Ping a Specific Port

Question

mon

Asked: 2016-09-27 14:42:41 +0800 CST2016-09-27 14:42:41 +0800 CST 2016-09-27 14:42:41 +0800 CST

How is the number of RDD partitions decided in Apache Spark?

772

Question

How is the number of partitions decided by Spark?
Do I need to specify the number of available CPU cores somewhere explicitly so that the number of partitions will be the same (such as numPartition arg of parallelize method, but then need to update program whenever the number of cores changed)?

Background

Installed a Spark cluster as in Environment with no changes to the spark-env.sh, spark-defaults.conf files nor SparkConf object in programs.

For a N Queen program, the number of partition was 2 and only one node was assigned tasks. For a word count program, the number of partition was 22 and tasks were allocated to all nodes. Used spark-submit for both programs.

Programs

N Queen

val sparkConf = new SparkConf().setAppName("NQueen").set("spark.files.overwrite", "true")
val sc = new SparkContext(sparkConf)
val sqlContext = new org.apache.spark.sql.SQLContext(sc)
def isSafe(column: Int, placement: List[Int]): Boolean = { ... }
def placeQueensAt(row: Int, placements: Set[List[Int]]): Set[List[Int]] = { ... }

val initial = sc.parallelize(queensAtFirst)
//val initial = sc.parallelize(queensAtFirst, 12)
println("Partitions = %d".format(initial.partitions.size))

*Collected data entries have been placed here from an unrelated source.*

//! Azure OpenAI chat completion provider.
//!
//! Calls `POST {endpoint}/openai/deployments/{deployment}/chat/completions`
//! with the `api-key` header. The request's `model` is the deployment id.

use crate::client::{ChatMessage, LlmClient, LlmRequest, LlmResponse, LlmUsage};
use easydocs_core::{AppError, AppResult};
use serde::{Deserialize, Serialize};
use std::time::Duration;

const PROVIDER: &str = "azure-openai";

#[derive(Debug, Serialize)]
struct ChatCompletionRequest<'a> {
    messages: &'a [ChatMessage],
    #[serde(skip_serializing_if = "Option::is_none")]
    temperature: Option<f32>,
    #[serde(skip_serializing_if = "Option::is_none")]
    max_tokens: Option<u32>,
}

#[derive(Debug, Deserialize)]
struct ChatCompletionResponse {
    #[serde(default)]
    model: String,
    choices: Vec<Choice>,
    #[serde(default)]
    usage: Option<LlmUsage>,
}

#[derive(Debug, Deserialize)]
struct Choice {
    message: ChoiceMessage,
}

#[derive(Debug, Deserialize)]
struct ChoiceMessage {
    /// Absent when the response was withheld by content filtering
    #[serde(default)]
    content: Option<String>,
}

/// Azure OpenAI completion client.
pub struct AzureOpenAiClient {
    endpoint: String,
    api_key: String,
    api_version: String,
    client: reqwest::Client,
}

impl AzureOpenAiClient {
    /// Create a client for an Azure OpenAI resource.
    pub fn new(
        endpoint: impl Into<String>,
        api_key: impl Into<String>,
        api_version: impl Into<String>,
        timeout: Duration,
    ) -> AppResult<Self> {
        let client = reqwest::Client::builder()
            .timeout(timeout)
            .build()
            .map_err(|e| AppError::provider(PROVIDER, format!("Failed to build HTTP client: {}", e)))?;

        Ok(Self {
            endpoint: endpoint.into().trim_end_matches('/').to_string(),
            api_key: api_key.into(),
            api_version: api_version.into(),
            client,
        })
    }

    fn completions_url(&self, deployment: &str) -> String {
        format!(
            "{}/openai/deployments/{}/chat/completions?api-version={}",
            self.endpoint, deployment, self.api_version
        )
    }

    fn convert_response(&self, response: ChatCompletionResponse) -> AppResult<LlmResponse> {
        let content = response
            .choices
            .into_iter()
            .next()
            .and_then(|choice| choice.message.content)
            .ok_or_else(|| AppError::provider(PROVIDER, "Response contained no message content"))?;

        Ok(LlmResponse {
            content,
            model: response.model,
            usage: response.usage.unwrap_or_default(),
        })
    }
}

#[async_trait::async_trait]
impl LlmClient for AzureOpenAiClient {
    fn provider_name(&self) -> &str {
        PROVIDER
    }

    async fn complete(&self, request: &LlmRequest) -> AppResult<LlmResponse> {
        tracing::info!(
            "Sending chat completion to Azure OpenAI (deployment: {}, messages: {})",
            request.model,
            request.messages.len()
        );

        let body = ChatCompletionRequest {
            messages: &request.messages,
            temperature: request.temperature,
            max_tokens: request.max_tokens,
        };

        let response = self
            .client
            .post(self.completions_url(&request.model))
            .header("api-key", &self.api_key)
            .json(&body)
            .send()
            .await
            .map_err(|e| AppError::provider(PROVIDER, format!("Failed to send request: {}", e)))?;

        if !response.status().is_success() {
            let status = response.status();
            let error_text = response
                .text()
                .await
                .unwrap_or_else(|_| "Unknown error".to_string());
            return Err(AppError::provider(
                PROVIDER,
                format!("API error ({}): {}", status, error_text),
            ));
        }

        let parsed: ChatCompletionResponse = response
            .json()
            .await
            .map_err(|e| AppError::provider(PROVIDER, format!("Failed to parse response: {}", e)))?;

        let converted = self.convert_response(parsed)?;
        tracing::info!(
            "Received completion ({} total tokens)",
            converted.usage.total_tokens
        );

        Ok(converted)
    }
}

#[cfg(test)]
mod tests {
    use super::*;

    fn client() -> AzureOpenAiClient {
        AzureOpenAiClient::new(
            "https://example.openai.azure.com/",
            "key",
            "2024-02-01",
            Duration::from_secs(5),
        )
        .unwrap()
    }

    #[test]
    fn test_completions_url() {
        assert_eq!(
            client().completions_url("gpt-4o"),
            "https://example.openai.azure.com/openai/deployments/gpt-4o/chat/completions?api-version=2024-02-01"
        );
    }

    #[test]
    fn test_request_body_shape() {
        let request = LlmRequest::new("gpt-4o")
            .with_system("sys")
            .with_user("q")
            .with_temperature(0.0);
        let body = ChatCompletionRequest {
            messages: &request.messages,
            temperature: request.temperature,
            max_tokens: request.max_tokens,
        };

        let json = serde_json::to_value(&body).unwrap();
        assert_eq!(json["messages"][0]["role"], "system");
        assert_eq!(json["messages"][1]["content"], "q");
        assert_eq!(json["temperature"], 0.0);
        assert!(json.get("max_tokens").is_none());
    }

    #[test]
    fn test_convert_response() {
        let raw = r#"{
            "model": "gpt-4o",
            "choices": [{"index": 0, "message": {"role": "assistant", "content": "Section 12."}}],
            "usage": {"prompt_tokens": 40, "completion_tokens": 3, "total_tokens": 43}
        }"#;
        let parsed: ChatCompletionResponse = serde_json::from_str(raw).unwrap();

        let response = client().convert_response(parsed).unwrap();
        assert_eq!(response.content, "Section 12.");
        assert_eq!(response.usage.total_tokens, 43);
    }

    #[test]
    fn test_convert_filtered_response_is_provider_error() {
        let raw = r#"{"choices": [{"message": {"role": "assistant", "content": null}}]}"#;
        let parsed: ChatCompletionResponse = serde_json::from_str(raw).unwrap();

        let result = client().convert_response(parsed);
        assert!(matches!(result, Err(AppError::Provider { .. })));
    }
}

val result = initial.flatMap(x => placeQueensAt(1, Set(x))).collect()

Word Count

val sparkConf = new SparkConf().setAppName("WordCount").set("spark.files.overwrite", "true")
val sc = new SparkContext(sparkConf)
val sqlContext = new org.apache.spark.sql.SQLContext(sc)

val lines = sc.textFile("hdfs:/user/wynadmin/sfpd.csv")
println("Patitions = %d".format(lines.partitions.size))

val words = for (line <- lines; word <- line.split(",") if word.toLowerCase.matches("[a-z]+")) yield (word, 1)
val counts = words.reduceByKey(_ + _)

Environment

Spark 2.0.1 (3 nodes with 4 CPU each) on Ubuntu 14.04.
Standalone deployment (not YARN nor Mesos)

1 Answers

Voted

mon · Answer 1 · 2016-09-27T20:34:25+08:00

Found the information in How-to: Tune Your Apache Spark Jobs (Part 2).

How is this number determined? The way Spark groups RDDs into stages is described in the previous post. (As a quick reminder, transformations like repartition and reduceByKey induce stage boundaries.) The number of tasks in a stage is the same as the number of partitions in the last RDD in the stage. The number of partitions in an RDD is the same as the number of partitions in the RDD on which it depends, with a couple exceptions: thecoalesce transformation allows creating an RDD with fewer partitions than its parent RDD, the union transformation creates an RDD with the sum of its parents’ number of partitions, and cartesian creates an RDD with their product.

What about RDDs with no parents? RDDs produced by textFile or hadoopFile have their partitions determined by the underlying MapReduce InputFormat that’s used. Typically there will be a partition for each HDFS block being read. Partitions for RDDs produced by parallelize come from the parameter given by the user, or spark.default.parallelism if none is given.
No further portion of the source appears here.